Fate rosolare in una pentola la cipolla con il burro e un pochetto d’olio, poi aggiungetevi le erbette tagliate fini. Quando si saranno insaporite metteteci il taleggio e un poco di latte dal totale, servira’ a non far attaccare il formaggio al fondo. Fate sciogliere bene il taleggio, insaporite con pepe e sale e spegnete la fiamma.

Accendete il forno a 180°.

Ora prendete il pane e tagliatelo a fette  da mezzo cm circa.

Prendete una teglia per il forno (io ne ho usata una da 30×40 cm) e distribuite uno strato di fette di pane omogeneo.

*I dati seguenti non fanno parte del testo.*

//! Tests for tree walking, retry and failure aggregation.

use std::sync::atomic::{AtomicBool, AtomicUsize, Ordering};
use std::sync::{Arc, Mutex};
use std::time::{Duration, Instant};

use async_trait::async_trait;

use crate::error::Error;
use crate::job::{CompositeJob, DiscreteJob, Job, JobExecutor, JobProgress};
use crate::work::BoundedScheduler;

use super::JobScheduler;

/// Leaf that fails its first `fail_first` attempts.
struct ScriptedJob {
    name: String,
    fail_first: usize,
    progress: Option<JobProgress>,
    attempts: AtomicUsize,
    succeeded: AtomicBool,
    progress_at_start: Mutex<Vec<f64>>,
}

impl ScriptedJob {
    fn new(name: &str, fail_first: usize, progress: Option<JobProgress>) -> Self {
        Self {
            name: name.to_string(),
            fail_first,
            progress,
            attempts: AtomicUsize::new(0),
            succeeded: AtomicBool::new(false),
            progress_at_start: Mutex::new(Vec::new()),
        }
    }

    fn attempts(&self) -> usize {
        self.attempts.load(Ordering::SeqCst)
    }

    fn succeeded(&self) -> bool {
        self.succeeded.load(Ordering::SeqCst)
    }
}

impl DiscreteJob for ScriptedJob {
    fn description(&self) -> String {
        self.name.clone()
    }

    fn progress(&self) -> Option<&JobProgress> {
        self.progress.as_ref()
    }
}

#[derive(Default)]
struct ScriptedExecutor {
    running: AtomicUsize,
    peak: AtomicUsize,
    delay: Duration,
}

#[async_trait]
impl JobExecutor<ScriptedJob> for ScriptedExecutor {
    async fn execute(&self, job: Arc<ScriptedJob>) -> anyhow::Result<()> {
        let now = self.running.fetch_add(1, Ordering::SeqCst) + 1;
        self.peak.fetch_max(now, Ordering::SeqCst);
        if let Some(p) = job.progress() {
            job.progress_at_start.lock().unwrap().push(p.progress());
        }
        if !self.delay.is_zero() {
            tokio::time::sleep(self.delay).await;
        }
        let attempt = job.attempts.fetch_add(1, Ordering::SeqCst) + 1;
        self.running.fetch_sub(1, Ordering::SeqCst);

        if let Some(p) = job.progress() {
            p.update(0.5);
        }
        if attempt <= job.fail_first {
            anyhow::bail!("{} failed attempt {}", job.name, attempt);
        }
        if let Some(p) = job.progress() {
            p.update(1.0);
        }
        job.succeeded.store(true, Ordering::SeqCst);
        Ok(())
    }
}

fn retrying(attempts: u32) -> JobProgress {
    JobProgress::new().with_retry(attempts, Duration::ZERO)
}

fn scheduler(max_concurrency: usize) -> JobScheduler<ScriptedJob, ScriptedExecutor> {
    JobScheduler::new(
        ScriptedExecutor::default(),
        BoundedScheduler::new(max_concurrency).unwrap(),
    )
}

#[tokio::test(flavor = "multi_thread", worker_threads = 2)]
async fn always_failing_job_uses_exactly_its_attempts() {
    let sched = scheduler(1);
    let job = Arc::new(ScriptedJob::new("flaky", usize::MAX, Some(retrying(3))));
    let err = sched
        .schedule_job(Job::Discrete(Arc::clone(&job)))
        .await
        .unwrap_err();
    match err {
        Error::ExhaustedRetries {
            description,
            attempts,
            ..
        } => {
            assert_eq!(description, "flaky");
            assert_eq!(attempts, 3);
        }
        other => panic!("expected ExhaustedRetries, got {other:?}"),
    }
    assert_eq!(job.attempts(), 3);
}

#[tokio::test(flavor = "multi_thread", worker_threads = 2)]
async fn job_without_progress_gets_one_attempt() {
    let sched = scheduler(1);
    let job = Arc::new(ScriptedJob::new("plain", usize::MAX, None));
    let err = sched
        .schedule_job(Job::Discrete(Arc::clone(&job)))
        .await
        .unwrap_err();
    assert!(matches!(err, Error::ExhaustedRetries { attempts: 1, .. }));
    assert_eq!(job.attempts(), 1);
}

#[tokio::test(flavor = "multi_thread", worker_threads = 2)]
async fn retry_resets_progress_and_then_succeeds() {
    let sched = scheduler(1);
    let job = Arc::new(ScriptedJob::new("second time", 1, Some(retrying(3))));
    sched
        .schedule_job(Job::Discrete(Arc::clone(&job)))
        .await
        .unwrap();
    assert_eq!(job.attempts(), 2);
    assert!(job.succeeded());
    assert_eq!(*job.progress_at_start.lock().unwrap(), vec![0.0, 0.0]);
    assert_eq!(job.progress().unwrap().progress(), 1.0);
}

#[tokio::test(flavor = "multi_thread", worker_threads = 2)]
async fn cancelled_job_never_executes() {
    let sched = scheduler(1);
    let progress = retrying(3);
    progress.cancellation().cancel();
    let job = Arc::new(ScriptedJob::new("cancelled", 0, Some(progress)));
    let err = sched
        .schedule_job(Job::Discrete(Arc::clone(&job)))
        .await
        .unwrap_err();
    assert!(err.is_cancelled());
    assert_eq!(job.attempts(), 0);
}

#[tokio::test(flavor = "multi_thread", worker_threads = 2)]
async fn retry_delay_is_observed() {
    let sched = scheduler(1);
    let progress = JobProgress::new().with_retry(2, Duration::from_millis(80));
    let job = Arc::new(ScriptedJob::new("slow retry", 1, Some(progress)));
    let started = Instant::now();
    sched.schedule_job(Job::Discrete(job)).await.unwrap();
    assert!(started.elapsed() >= Duration::from_millis(80));
}

#[tokio::test(flavor = "multi_thread", worker_threads = 2)]
async fn composite_on_discrete_path_is_invalid_state() {
    let sched = scheduler(1);
    let composite = Job::composite(CompositeJob::new("tree", vec![]));
    let err = sched.schedule_discrete(composite).await.unwrap_err();
    assert!(matches!(err, Error::InvalidState(_)));
}

#[tokio::test(flavor = "multi_thread", worker_threads = 2)]
async fn one_failing_child_is_a_partial_failure() {
    let sched = scheduler(2);
    let a = Arc::new(ScriptedJob::new("A", 0, Some(retrying(2))));
    let b = Arc::new(ScriptedJob::new("B", usize::MAX, Some(retrying(2))));
    let c = Arc::new(ScriptedJob::new("C", 0, Some(retrying(2))));
    let tree = Job::composite(CompositeJob::new(
        "backup",
        vec![
            Job::Discrete(Arc::clone(&a)),
            Job::Discrete(Arc::clone(&b)),
            Job::Discrete(Arc::clone(&c)),
        ],
    ));

    let err = sched.schedule_job(tree).await.unwrap_err();
    match err {
        Error::PartialFailure {
            description,
            failed,
            total,
        } => {
            assert_eq!(description, "backup");
            assert_eq!(failed, 1);
            assert_eq!(total, 3);
        }
        other => panic!("expected PartialFailure, got {other:?}"),
    }
    assert!(a.succeeded());
    assert!(c.succeeded());
    assert!(!b.succeeded());
    assert_eq!(b.attempts(), 2);
}

#[tokio::test(flavor = "multi_thread", worker_threads = 2)]
async fn nested_tree_runs_every_leaf_once() {
    let sched = scheduler(2);
    let leaves: Vec<Arc<ScriptedJob>> = (0..5)
        .map(|i| Arc::new(ScriptedJob::new(&format!("leaf {i}"), 0, None)))
        .collect();
    let inner = Job::composite(CompositeJob::new(
        "inner",
        leaves[2..].iter().cloned().map(Job::Discrete).collect(),
    ));
    let tree = Job::composite(CompositeJob::new(
        "outer",
        vec![
            Job::Discrete(Arc::clone(&leaves[0])),
            inner,
            Job::Discrete(Arc::clone(&leaves[1])),
        ],
    ));
    assert_eq!(tree.leaves().len(), 5);

    sched.schedule_job(tree).await.unwrap();
    for leaf in &leaves {
        assert_eq!(leaf.attempts(), 1);
        assert!(leaf.succeeded());
    }
}

#[tokio::test(flavor = "multi_thread", worker_threads = 4)]
async fn wide_tree_executes_at_most_the_ceiling() {
    let executor = ScriptedExecutor {
        delay: Duration::from_millis(20),
        ..ScriptedExecutor::default()
    };
    let executor = Arc::new(executor);
    let work = BoundedScheduler::new(2).unwrap();
    let sched = JobScheduler::with_shared_executor(Arc::clone(&executor), work);
    let children = (0..8)
        .map(|i| Job::discrete(ScriptedJob::new(&format!("leaf {i}"), 0, None)))
        .collect();
    sched
        .schedule_job(Job::composite(CompositeJob::new("wide", children)))
        .await
        .unwrap();
    assert!(executor.peak.load(Ordering::SeqCst) <= 2);
}

#[tokio::test(flavor = "multi_thread", worker_threads = 2)]
async fn composite_cancellation_wins_over_failures() {
    let sched = scheduler(2);
    let root = Arc::new(JobProgress::new());
    let ok = Arc::new(ScriptedJob::new("ok", 0, None));
    let bad = Arc::new(ScriptedJob::new("bad", usize::MAX, None));
    let children = vec![
        Job::Discrete(Arc::clone(&ok)),
        Job::Discrete(Arc::clone(&bad)),
    ];
    let tree = Job::composite(
        CompositeJob::new("cancelled tree", children).with_progress(Arc::clone(&root)),
    );
    // Cancelling the composite's own signal does not reach children that
    // don't share it: they still run to completion.
    root.cancellation().cancel();

    let err = sched.schedule_job(tree).await.unwrap_err();
    assert!(err.is_cancelled());
    assert!(ok.succeeded());
    assert_eq!(bad.attempts(), 1);
}

#[tokio::test(flavor = "multi_thread", worker_threads = 2)]
async fn shared_cancellation_stops_descendants_before_execution() {
    let sched = scheduler(1);
    let root = Arc::new(JobProgress::new());
    let child_token = root.cancellation().child_token();
    let child_progress = JobProgress::new().with_cancellation(child_token);
    let leaf = Arc::new(ScriptedJob::new("leaf", 0, Some(child_progress)));
    let tree = Job::composite(
        CompositeJob::new("tree", vec![Job::Discrete(Arc::clone(&leaf))])
            .with_progress(Arc::clone(&root)),
    );
    root.cancellation().cancel();

    let err = sched.schedule_job(tree).await.unwrap_err();
    assert!(err.is_cancelled());
    assert_eq!(leaf.attempts(), 0);
}

#[tokio::test(flavor = "multi_thread", worker_threads = 2)]
async fn composite_progress_is_reset_before_children_run() {
    let sched = scheduler(1);
    let root = Arc::new(JobProgress::new());
    root.update(0.75);
    let leaf = Job::discrete(ScriptedJob::new("leaf", 0, None));
    let tree = Job::composite(
        CompositeJob::new("tree", vec![leaf]).with_progress(Arc::clone(&root)),
    );
    sched.schedule_job(tree).await.unwrap();
    assert_eq!(root.progress(), 0.0);
}

#[tokio::test(flavor = "multi_thread", worker_threads = 2)]
async fn empty_composite_succeeds() {
    let sched = scheduler(1);
    let tree = Job::composite(CompositeJob::new("nothing", vec![]));
    sched.schedule_job(tree).await.unwrap();
}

Sopra il pane versateci il preparato di erbette e taleggio (io ho aggiunto ancora latte perche’ era troppo denso da distribuire) e un altro strato di fette di pane, cosi’ sino a finire con uno strato di pane.

Prendete le uova, sbattetele energicamente con una forchetta, aggiungeteci il latte rimasto e versate sul pane a cucchiaiate, avendo cura di farlo in modo che tutto il pane venga bagnato allo stesso modo.

Distribuiteci sopra il grana grattuggiato e infornate per 25 minuti.

Si puo’ mangiare sia caldo che freddo, e’ ottimo come antipasto, come secondo, come piatto unico, come piatto freddo per l’estate e caldo per l’inverno. Pur essendoci il taleggio e’ un piatto leggero, ottimo per i vegetariani e soprattutto economico!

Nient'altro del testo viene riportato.